Molluscicidal activity: Jaiswal and Singh (2008) reported that A. catechu seed is a potential source of botanical molluscicides against Lymnaea acuminata. These snails are the intermediate host of liver fluke Fasciola hepatica and F. gigantica, which causes 94% fascioliasis in the buffalo’s population of northern India (Singh and Agarwal, 1981, 1983). The active molluscicidal components of A. catechu seed are soluble in chloroform, ether, acetone and ethanol. The toxicity of ethanolic extract of A. catechu seed is higher than other extracts which indicates that the molluscicidal component present is more soluble in ethanol than other organic solvents. Jaiswal and Singh (2008) and Jaiswal et al. (2008) characterized that arecoline is the main molluscicidal components of A. catechu.

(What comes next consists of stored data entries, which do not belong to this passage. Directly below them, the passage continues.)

//! 驱动器相关的 HTTP 处理器。

use axum::extract::multipart::MultipartRejection;
use axum::extract::rejection::JsonRejection;
use axum::extract::{Extension, Json, Multipart, Query};
use axum::http::{HeaderMap, HeaderValue, StatusCode, header};
use axum::response::{IntoResponse, Json as JsonResponse, Response};
use serde::Deserialize;
use serde_json::{Value, json};
use std::path::PathBuf;
use std::sync::Arc;
use tokio_util::sync::CancellationToken;
use tracing::{debug, info, warn};

use crate::auth::AuthenticatedUser;
use crate::config::CONTENT_CACHE_CONTROL;
use crate::drive::{ContentMode, Drive, DriveError};
use crate::error::ApiError;
use crate::range::serve_content;

#[derive(Deserialize)]
pub(crate) struct PathQuery {
    path: Option<String>,
}

#[derive(Deserialize)]
pub(crate) struct PathBody {
    path: Option<String>,
}

#[derive(Deserialize)]
pub(crate) struct UploadQuery {
    path: Option<String>,
    upload_type: Option<String>,
    overwrite: Option<String>,
}

/// 列出可浏览的根目录。
pub async fn list_roots(
    Extension(drive): Extension<Arc<Drive>>,
) -> Result<JsonResponse<Value>, ApiError> {
    let roots = drive.roots().await?;
    let message = if roots.is_empty() {
        "No root directories found"
    } else {
        "fetch all drivers successfully"
    };
    Ok(JsonResponse(json!({ "Data": roots, "message": message })))
}

/// 列出目录内容，超时后取消。
pub async fn list_path(
    Query(query): Query<PathQuery>,
    Extension(drive): Extension<Arc<Drive>>,
) -> Result<JsonResponse<Value>, ApiError> {
    let path = require_path(query.path)?;

    let cancel = CancellationToken::new();
    let deadline = cancel.clone();
    let timeout = drive.config().list_timeout;
    tokio::spawn(async move {
        tokio::select! {
            _ = tokio::time::sleep(timeout) => {
                warn!(?timeout, "directory listing timed out");
                deadline.cancel();
            }
            _ = deadline.cancelled() => {}
        }
    });
    // Also fires when the client goes away and the handler future is dropped.
    let _cancel_on_exit = cancel.clone().drop_guard();

    let records = drive.list(&path, &cancel).await?;
    Ok(JsonResponse(
        json!({ "Data": records, "message": "fetch all files successfully" }),
    ))
}

/// 以附件形式下载文件。
pub async fn download(
    Extension(drive): Extension<Arc<Drive>>,
    request_headers: HeaderMap,
    payload: Result<Json<PathBody>, JsonRejection>,
) -> Result<Response, ApiError> {
    let Json(body) = payload.map_err(reject_json)?;
    let path = require_path(body.path)?;
    let handle = drive.open(&path, ContentMode::Download).await?;
    info!(path = %handle.path.display(), size = handle.size, "download file");

    let mut headers = HeaderMap::new();
    headers.insert(header::ACCEPT_RANGES, HeaderValue::from_static("bytes"));
    headers.insert(
        header::CONTENT_DISPOSITION,
        attachment_disposition(&handle.file_name())?,
    );
    serve_content(handle, request_headers.get(header::RANGE), headers).await
}

/// 创建目录。
pub async fn create_folder(
    Extension(drive): Extension<Arc<Drive>>,
    Extension(user): Extension<AuthenticatedUser>,
    payload: Result<Json<PathBody>, JsonRejection>,
) -> Result<JsonResponse<Value>, ApiError> {
    let Json(body) = payload.map_err(reject_json)?;
    let path = require_path(body.path)?;
    let created = drive.create_folder(&path).await?;
    info!(user = user.id, path = %created.display(), "create folder");
    Ok(JsonResponse(
        json!({ "message": "Folder created successfully" }),
    ))
}

/// 预览文件：大文件才启用 Range。
pub async fn preview(
    Query(query): Query<PathQuery>,
    Extension(drive): Extension<Arc<Drive>>,
    request_headers: HeaderMap,
) -> Result<Response, ApiError> {
    let path = require_path(query.path)?;
    let handle = drive.open(&path, ContentMode::Preview).await?;

    let mut headers = HeaderMap::new();
    headers.insert(
        header::CACHE_CONTROL,
        HeaderValue::from_static(CONTENT_CACHE_CONTROL),
    );
    serve_content(handle, request_headers.get(header::RANGE), headers).await
}

/// 流式播放，始终支持 Range。
pub async fn stream(
    Query(query): Query<PathQuery>,
    Extension(drive): Extension<Arc<Drive>>,
    request_headers: HeaderMap,
) -> Result<Response, ApiError> {
    let path = require_path(query.path)?;
    let handle = drive.open(&path, ContentMode::Stream).await?;

    let mut headers = HeaderMap::new();
    headers.insert(header::ACCEPT_RANGES, HeaderValue::from_static("bytes"));
    headers.insert(
        header::CACHE_CONTROL,
        HeaderValue::from_static(CONTENT_CACHE_CONTROL),
    );
    serve_content(handle, request_headers.get(header::RANGE), headers).await
}

/// 上传文件或文件夹（multipart）。
///
/// File parts are read from the `files` field, or `file` for a single
/// upload. `upload_type` and `overwrite` may come from the query string or
/// from form fields; form fields take precedence.
pub async fn upload_files(
    Extension(drive): Extension<Arc<Drive>>,
    Extension(user): Extension<AuthenticatedUser>,
    Query(query): Query<UploadQuery>,
    multipart: Result<Multipart, MultipartRejection>,
) -> Result<Response, ApiError> {
    let dest = require_path(query.path)?;
    let mut multipart = multipart.map_err(|err| {
        ApiError::BadRequest(format!("failed to parse multipart form: {}", err.body_text()))
    })?;

    let mut upload_type = query.upload_type;
    let mut overwrite = query.overwrite;
    let mut files = Vec::new();
    while let Some(field) = multipart.next_field().await.map_err(reject_multipart)? {
        let Some(name) = field.name().map(str::to_owned) else {
            continue;
        };
        match name.as_str() {
            "files" | "file" => {
                let file_name = field.file_name().unwrap_or_default().to_string();
                let upload = drive.spool_upload(file_name, field).await?;
                debug!(name = upload.name, size = upload.size, "received file part");
                files.push(upload);
            }
            "upload_type" => upload_type = Some(field.text().await.map_err(reject_multipart)?),
            "overwrite" => overwrite = Some(field.text().await.map_err(reject_multipart)?),
            _ => debug!(field = name, "ignoring multipart field"),
        }
    }

    let as_folder = upload_type
        .as_deref()
        .is_some_and(|value| value.trim().eq_ignore_ascii_case("folder"));
    let overwrite = overwrite
        .as_deref()
        .is_some_and(|value| value.trim().eq_ignore_ascii_case("true"));
    info!(
        user = user.id,
        dest = %dest.display(),
        count = files.len(),
        as_folder,
        overwrite,
        "upload request"
    );

    let report = if as_folder {
        drive.upload_folder(&dest, files, overwrite).await?
    } else {
        drive.upload_flat(&dest, files, overwrite).await?
    };

    if report.all_failed {
        return Ok((
            StatusCode::INTERNAL_SERVER_ERROR,
            JsonResponse(json!({
                "error": DriveError::AllUploadsFailed.to_string(),
                "results": report.outcomes,
            })),
        )
            .into_response());
    }
    Ok(JsonResponse(json!({
        "results": report.outcomes,
        "message": "files uploaded successfully",
    }))
    .into_response())
}

fn require_path(path: Option<String>) -> Result<PathBuf, ApiError> {
    match path.as_deref().map(str::trim) {
        Some(path) if !path.is_empty() => Ok(PathBuf::from(path)),
        _ => Err(ApiError::BadRequest("path is required".into())),
    }
}

fn reject_json(rejection: JsonRejection) -> ApiError {
    ApiError::BadRequest(format!("invalid request body: {}", rejection.body_text()))
}

fn reject_multipart(err: axum::extract::multipart::MultipartError) -> ApiError {
    ApiError::BadRequest(format!("failed to parse multipart form: {}", err.body_text()))
}

/// `attachment; filename="..."` with an ASCII fallback plus the RFC 5987 form.
fn attachment_disposition(file_name: &str) -> Result<HeaderValue, ApiError> {
    let fallback: String = file_name
        .chars()
        .map(|c| {
            if (c.is_ascii_graphic() && c != '"' && c != '\\') || c == ' ' {
                c
            } else {
                '_'
            }
        })
        .collect();
    let mut value = format!("attachment; filename=\"{fallback}\"");
    if !file_name.is_ascii() {
        value.push_str("; filename*=UTF-8''");
        for byte in file_name.bytes() {
            if byte.is_ascii_alphanumeric() || b"-._~".contains(&byte) {
                value.push(byte as char);
            } else {
                value.push_str(&format!("%{byte:02X}"));
            }
        }
    }
    HeaderValue::from_str(&value)
        .map_err(|_| ApiError::Internal("failed to build content disposition".into()))
}
//! 统一的 API 错误类型与 JSON 错误响应。

use axum::Json;
use axum::http::{HeaderMap, HeaderValue, StatusCode, header};
use axum::response::{IntoResponse, Response};
use serde_json::json;
use tracing::error;

use crate::drive::DriveError;

#[derive(Debug)]
pub enum ApiError {
    BadRequest(String),
    Forbidden(String),
    NotFound(String),
    Conflict(String),
    RequestTimeout(String),
    Internal(String),
    RangeNotSatisfiable(u64),
    Unauthorized,
}

impl ApiError {
    fn status(&self) -> StatusCode {
        match self {
            ApiError::BadRequest(_) => StatusCode::BAD_REQUEST,
            ApiError::Forbidden(_) => StatusCode::FORBIDDEN,
            ApiError::NotFound(_) => StatusCode::NOT_FOUND,
            ApiError::Conflict(_) => StatusCode::CONFLICT,
            ApiError::RequestTimeout(_) => StatusCode::REQUEST_TIMEOUT,
            ApiError::Internal(_) => StatusCode::INTERNAL_SERVER_ERROR,
            ApiError::RangeNotSatisfiable(_) => StatusCode::RANGE_NOT_SATISFIABLE,
            ApiError::Unauthorized => StatusCode::UNAUTHORIZED,
        }
    }
}

impl IntoResponse for ApiError {
    fn into_response(self) -> Response {
        let status = self.status();
        let mut headers = HeaderMap::new();
        let message = match self {
            ApiError::BadRequest(msg)
            | ApiError::Forbidden(msg)
            | ApiError::NotFound(msg)
            | ApiError::Conflict(msg)
            | ApiError::RequestTimeout(msg) => msg,
            ApiError::Internal(msg) => {
                error!(error = msg, "internal error");
                msg
            }
            ApiError::RangeNotSatisfiable(size) => {
                if let Ok(value) = HeaderValue::from_str(&format!("bytes */{size}")) {
                    headers.insert(header::CONTENT_RANGE, value);
                }
                "range not satisfiable".to_string()
            }
            ApiError::Unauthorized => {
                headers.insert(
                    header::WWW_AUTHENTICATE,
                    HeaderValue::from_static(r#"Basic realm="vault-drive""#),
                );
                "unauthorized".to_string()
            }
        };
        (status, headers, Json(json!({ "error": message }))).into_response()
    }
}

impl From<DriveError> for ApiError {
    fn from(error: DriveError) -> Self {
        let message = error.to_string();
        match error {
            DriveError::AccessDenied(_) => ApiError::Forbidden(message),
            DriveError::NotFound { .. } => ApiError::NotFound(message),
            DriveError::InvalidArgument(_) | DriveError::UploadInterrupted { .. } => {
                ApiError::BadRequest(message)
            }
            DriveError::AlreadyExists(_) => ApiError::Conflict(message),
            DriveError::Cancelled => ApiError::RequestTimeout(message),
            DriveError::Io { .. } | DriveError::AllUploadsFailed | DriveError::Internal(_) => {
                ApiError::Internal(message)
            }
        }
    }
}
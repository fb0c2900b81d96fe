//! 单区间 Range 解析与文件内容响应。

use axum::body::Body as AxumBody;
use axum::http::{HeaderMap, HeaderValue, StatusCode, header};
use axum::response::{IntoResponse, Response};
use futures_util::TryStreamExt;
use httpdate::fmt_http_date;
use std::io::SeekFrom;
use tokio::io::{AsyncReadExt, AsyncSeekExt};
use tokio_util::io::ReaderStream;
use tracing::{debug, warn};

use crate::config::RANGE_COPY_BUFFER_SIZE;
use crate::drive::ContentHandle;
use crate::error::ApiError;

/// Inclusive byte range within a file.
#[derive(Clone, Copy, Debug, PartialEq, Eq)]
pub struct ByteRange {
    pub start: u64,
    pub end: u64,
}

impl ByteRange {
    pub fn len(&self) -> u64 {
        self.end - self.start + 1
    }
}

/// 解析 `bytes=start-end` 形式的单区间 Range 头。
///
/// Only one range is supported. A missing start (`bytes=-500`, a suffix
/// range) is rejected rather than read from byte zero. A missing,
/// unparsable or oversized end is clamped to the last byte. Every rejection
/// maps to 416 with `Content-Range: bytes */<size>`.
pub fn parse_range(value: &str, file_size: u64) -> Result<ByteRange, ApiError> {
    let unsatisfiable = || ApiError::RangeNotSatisfiable(file_size);

    let spec = value.trim().strip_prefix("bytes=").ok_or_else(unsatisfiable)?;
    if spec.contains(',') {
        return Err(unsatisfiable());
    }
    let parts: Vec<&str> = spec.split('-').collect();
    let [start_part, end_part] = parts.as_slice() else {
        return Err(unsatisfiable());
    };

    let start_part = start_part.trim();
    if start_part.is_empty() {
        return Err(unsatisfiable());
    }
    let start: u64 = start_part.parse().map_err(|_| unsatisfiable())?;
    if file_size == 0 {
        return Err(unsatisfiable());
    }

    let last = file_size - 1;
    let end = match end_part.trim().parse::<u64>() {
        Ok(end) if end < file_size => end,
        _ => last,
    };

    if start > end || start >= file_size {
        return Err(unsatisfiable());
    }
    Ok(ByteRange { start, end })
}

/// 根据 Range 头输出完整内容 (200) 或部分内容 (206)。
///
/// `headers` carries endpoint-specific headers (cache policy, disposition)
/// and is extended with content type, length and range headers. When the
/// handle does not require range handling the `Range` header is ignored.
pub async fn serve_content(
    handle: ContentHandle,
    range_header: Option<&HeaderValue>,
    mut headers: HeaderMap,
) -> Result<Response, ApiError> {
    headers.insert(
        header::CONTENT_TYPE,
        HeaderValue::from_str(handle.mime.essence_str())
            .map_err(|_| ApiError::Internal("invalid mime type".into()))?,
    );
    if let Some(modified) = handle.modified {
        headers.insert(
            header::LAST_MODIFIED,
            header_value(&fmt_http_date(modified))?,
        );
    }

    let ContentHandle {
        mut file,
        size,
        path,
        range_required,
        ..
    } = handle;

    let range = match range_header {
        Some(value) if range_required => {
            let value = value
                .to_str()
                .map_err(|_| ApiError::RangeNotSatisfiable(size))?;
            Some(parse_range(value, size)?)
        }
        _ => None,
    };

    let Some(range) = range else {
        headers.insert(header::CONTENT_LENGTH, header_value(&size.to_string())?);
        debug!(path = %path.display(), size, "serve whole file");
        let stream = ReaderStream::with_capacity(file, RANGE_COPY_BUFFER_SIZE);
        let body = body_from(stream, path.display().to_string());
        return Ok((StatusCode::OK, headers, body).into_response());
    };

    let length = range.len();
    file.seek(SeekFrom::Start(range.start))
        .await
        .map_err(|err| ApiError::Internal(format!("failed to seek file: {err}")))?;
    headers.insert(
        header::CONTENT_RANGE,
        header_value(&format!("bytes {}-{}/{}", range.start, range.end, size))?,
    );
    headers.insert(header::CONTENT_LENGTH, header_value(&length.to_string())?);
    debug!(
        path = %path.display(),
        start = range.start,
        end = range.end,
        length,
        "serve range"
    );
    let stream = ReaderStream::with_capacity(file.take(length), RANGE_COPY_BUFFER_SIZE);
    let body = body_from(stream, path.display().to_string());
    Ok((StatusCode::PARTIAL_CONTENT, headers, body).into_response())
}

fn body_from<S>(stream: S, path: String) -> AxumBody
where
    S: futures_util::Stream<Item = std::io::Result<axum::body::Bytes>> + Send + 'static,
{
    AxumBody::from_stream(stream.inspect_err(move |err| {
        warn!(path, error = %err, "content stream aborted");
    }))
}

fn header_value(value: &str) -> Result<HeaderValue, ApiError> {
    HeaderValue::from_str(value).map_err(|_| ApiError::Internal("failed to build header".into()))
}
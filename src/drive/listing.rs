//! 目录列表：只读取直接子项，支持协作式取消。

use std::path::Path;
use tokio::fs;
use tokio_util::sync::CancellationToken;
use tracing::{debug, info};

use super::{Drive, DriveError, EntryKind, FileRecord, display_path, modified_time};

impl Drive {
    /// 列出目录的直接子项。
    ///
    /// Cancellation is checked before starting and around the skip filter for
    /// every entry; a cancelled listing returns [`DriveError::Cancelled`] and
    /// drops whatever was collected so far. Order follows the directory read
    /// order.
    pub async fn list(
        &self,
        path: &Path,
        cancel: &CancellationToken,
    ) -> Result<Vec<FileRecord>, DriveError> {
        self.list_observed(path, cancel, |_| {}).await
    }

    /// [`Drive::list`] with a callback invoked for each raw entry name.
    async fn list_observed(
        &self,
        path: &Path,
        cancel: &CancellationToken,
        mut observe: impl FnMut(&str),
    ) -> Result<Vec<FileRecord>, DriveError> {
        ensure_active(cancel)?;
        let target = self.guard.check(path)?;
        let metadata = fs::metadata(&target)
            .await
            .map_err(|err| DriveError::stat(&target, err))?;
        if !metadata.is_dir() {
            return Err(DriveError::InvalidArgument(format!(
                "path {} is not a directory",
                target.display()
            )));
        }

        let mut dir = fs::read_dir(&target)
            .await
            .map_err(|err| DriveError::io("read directory", &target, err))?;
        let mut records = Vec::new();
        while let Some(entry) = dir
            .next_entry()
            .await
            .map_err(|err| DriveError::io("read directory", &target, err))?
        {
            ensure_active(cancel)?;
            let name = entry.file_name().to_string_lossy().into_owned();
            observe(&name);
            if self.guard.should_skip(&name) {
                debug!(name, "skipping entry");
                continue;
            }
            ensure_active(cancel)?;

            let child = target.join(&name);
            let metadata = entry
                .metadata()
                .await
                .map_err(|err| DriveError::io("stat entry", &child, err))?;
            let kind = if metadata.is_dir() {
                EntryKind::Folder
            } else {
                EntryKind::File
            };
            records.push(FileRecord {
                name,
                path: display_path(&child),
                kind,
                size: match kind {
                    EntryKind::Folder => 0,
                    EntryKind::File => metadata.len(),
                },
                modified: modified_time(&metadata),
            });
        }

        info!(path = %target.display(), count = records.len(), "list directory");
        Ok(records)
    }
}

fn ensure_active(cancel: &CancellationToken) -> Result<(), DriveError> {
    if cancel.is_cancelled() {
        return Err(DriveError::Cancelled);
    }
    Ok(())
}
fn main() {
    shadow_rs::ShadowBuilder::builder()
        .build()
        .expect("failed to generate build metadata");
}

The toxicity of the active component of A. catechu seed, i.e., arecoline (96 h LC₅₀ 0.14 mg L^-1) is more pronounced against L. acuminata than the active molluscicidal component allicin (96 h LC₅₀ 3.14 mg L^-1) of Allium sativum (Singh and Singh, 1995); azadirachtin (96 h LC₅₀ 0.35 mg L^-1) of Azadirachta indica (Singh et al., 1996); gingerol (96 h LC₅₀ 1.87 mg L^-1) of Zingiber officinale rhizome (Singh et al., 1997); ferulic acid (96 h LC₅₀ 1.06 mg L^-1) and umbelliferone of Ferula asafoetida (96 h LC₅₀ 1.10 mg L^-1), eugenol (96 h LC₅₀ 1.41 mg L^-1) of Syzygium aromaticum, limonene (96 h LC₅₀ 1.13 mg L^-1) of Carum carvi (Kumar and Singh, 2006), papain (96 h LC₅₀ 9.74 mg L^-1) of Carica papaya (Jaiswal and Singh, 2008) and trimyristin (96h LC₅₀ 7.01 mg L^-1), myristicin (96 h LC₅₀ 0.16 mg L^-1) of Myristica fragrans (Jaiswal and Singh, 2009).

A comparison of the molluscicidal activity of column purified fraction of A. catechu seed and active component arecoline with that of synthetic molluscicides clearly demonstrates that the purified fraction and arecoline are more potent. Thus, the 96 h LC₅₀ of column purified fraction of A. catechu seed (3.99 mg L^-1) and arecoline (0.14 mg L^-1) against L. acuminata are lower than those of synthetic molluscicides- carbaryl (4.40 mg L^-1), phorate (15.0 mg L^-1), formothion (8.56 mg L^-1) (Singh and Agarwal, 1983) and aldicarb (11.50 mg L^-1) (Singh and Agarwal, 1981). Molluscicidal activity of arecoline (24 h LC₅₀ 0.49 mg L^-1) is about 24.08 times stronger than the standard molluscicide niclosamide (24 h LC₅₀ 11.8 mg L^-1) against L. acuminata (Singh and Agarwal, 1984).